Early Sitting in Ischemic Stroke Patients (SEVEL): A Randomized Controlled Trial
- PMID: 27023901
- PMCID: PMC4811411
- DOI: 10.1371/journal.pone.0149466
Early Sitting in Ischemic Stroke Patients (SEVEL): A Randomized Controlled Trial
Abstract
Background: Extended immobility has been associated with medical complications during hospitalization. However no clear recommendations are available for mobilization of ischemic stroke patients.
Objective: As early mobilization has been shown to be feasible and safe, we tested the hypothesis that early sitting could be beneficial to stroke patient outcome.
Methods: This prospective multicenter study tested two sitting procedures at the acute phase of ischemic stroke, in a randomized controlled fashion (clinicaltrials.org registration number NCT01573299).
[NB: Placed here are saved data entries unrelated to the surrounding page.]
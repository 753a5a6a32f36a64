/// A characteristic exposed by a connected peripheral.
#[derive(Debug, Clone, Eq, PartialEq)]
pub struct CharacteristicInfo {
    uuid: String,
    properties: Vec<String>,
}

impl CharacteristicInfo {
    /// Creates a characteristic description with lowercase property labels.
    #[must_use]
    pub fn new(uuid: impl Into<String>, properties: Vec<String>) -> Self {
        Self {
            uuid: uuid.into().to_ascii_lowercase(),
            properties,
        }
    }

    /// Returns the characteristic UUID.
    #[must_use]
    pub fn uuid(&self) -> &str {
        &self.uuid
    }

    /// Returns property labels such as `notify` or `read`.
    #[must_use]
    pub fn properties(&self) -> &[String] {
        &self.properties
    }

    /// Returns whether the characteristic can push values to the central.
    #[must_use]
    pub fn supports_notify(&self) -> bool {
        self.has_property("notify") || self.has_property("indicate")
    }

    fn has_property(&self, property: &str) -> bool {
        self.properties
            .iter()
            .any(|candidate| candidate.eq_ignore_ascii_case(property))
    }
}

/// A GATT service and its characteristics.
#[derive(Debug, Clone, Eq, PartialEq)]
pub struct ServiceInfo {
    uuid: String,
    characteristics: Vec<CharacteristicInfo>,
}

impl ServiceInfo {
    /// Creates a service description.
    #[must_use]
    pub fn new(uuid: impl Into<String>, characteristics: Vec<CharacteristicInfo>) -> Self {
        Self {
            uuid: uuid.into().to_ascii_lowercase(),
            characteristics,
        }
    }

    /// Returns the service UUID.
    #[must_use]
    pub fn uuid(&self) -> &str {
        &self.uuid
    }

    /// Returns the characteristics of this service.
    #[must_use]
    pub fn characteristics(&self) -> &[CharacteristicInfo] {
        &self.characteristics
    }

    pub(crate) fn characteristic(&self, uuid: &str) -> Option<&CharacteristicInfo> {
        self.characteristics
            .iter()
            .find(|characteristic| characteristic.uuid().eq_ignore_ascii_case(uuid))
    }
}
Patients were eligible if they were above 18 years of age and showed no sign of massive infarction or any contra-indication for sitting. In the early-sitting group, patients were seated out of bed at the earliest possible time but no later than one calendar day after stroke onset, whereas the progressively-sitting group was first seated out of bed on the third calendar day after stroke onset. Primary outcome measure was the proportion of patients with a modified Rankin score [0-2] at 3 months post stroke. Secondary outcome measures were a.) prevalence of medical complications, b.) length of hospital stay, and c.) tolerance to the procedure.
Results: One hundred sixty seven patients were included in the study, of which 29 were excluded after randomization. Data from 138 patients, 63 in the early-sitting group and 75 in the progressively-sitting group were analyzed. There was no difference regarding outcome of people with stroke, with a proportion of Rankin [0-2] score at 3 months of 76.2% and 77.3% of patients in the early- and progressive-sitting groups, respectively (p = 0.52). There was also no difference between groups for secondary outcome measures, and the procedure was well tolerated in both arms.
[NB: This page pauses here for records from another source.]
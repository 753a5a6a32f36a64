use std::fmt::{self, Display, Formatter};

use crate::record::SessionRecord;
use crate::utils::format_optional;

use super::painter::Painter;
use super::table::Table;

/// Renders the persisted session record.
pub(crate) struct SessionRecordView<'a> {
    record: &'a SessionRecord,
    painter: &'a Painter,
}

impl<'a> SessionRecordView<'a> {
    pub(crate) fn new(record: &'a SessionRecord, painter: &'a Painter) -> Self {
        Self { record, painter }
    }

    fn yes_no(&self, flag: bool, highlight: bool) -> String {
        let label = if flag { "yes" } else { "no" };
        if flag && highlight {
            self.painter.warning(label)
        } else {
            self.painter.value(label)
        }
    }
}

impl Display for SessionRecordView<'_> {
    fn fmt(&self, f: &mut Formatter<'_>) -> fmt::Result {
        let table = Table::key_value(
            self.painter,
            vec![
                (
                    "last_address",
                    self.painter
                        .value(format_optional(self.record.last_address())),
                ),
                (
                    "last_name",
                    self.painter.value(format_optional(self.record.last_name())),
                ),
                (
                    "last_sample",
                    self.painter
                        .value(self.record.last_known_sample().to_string()),
                ),
                ("stopped", self.yes_no(self.record.is_stopped(), true)),
                (
                    "launched_before",
                    self.yes_no(self.record.has_launched_before(), false),
                ),
            ],
        );

        write!(f, "{}", self.painter.heading("Session record:"))?;
        write!(f, "\n{table}")
    }
}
Conclusion: Due to a slow enrollment, fewer patients than anticipated were available for analysis. As a result, we can only detect beneficial/detrimental effects of +/- 15% of the early sitting procedure on stroke outcome with a realized 37% power. However, enrollment was sufficient to rule out effect sizes greater than 25% with 80% power, indicating that early sitting is unlikely to have an extreme effect in either direction on stroke outcome. Additionally, we were not able to provide a blinded assessment of the primary outcome. Taking these limitations into account, our results may help guide the development of more effective acute stroke rehabilitation strategies, and the design of future acute stroke trials involving out of bed activities and other mobilization regimens.
Trial registration: ClinicalTrials.gov NCT01573299.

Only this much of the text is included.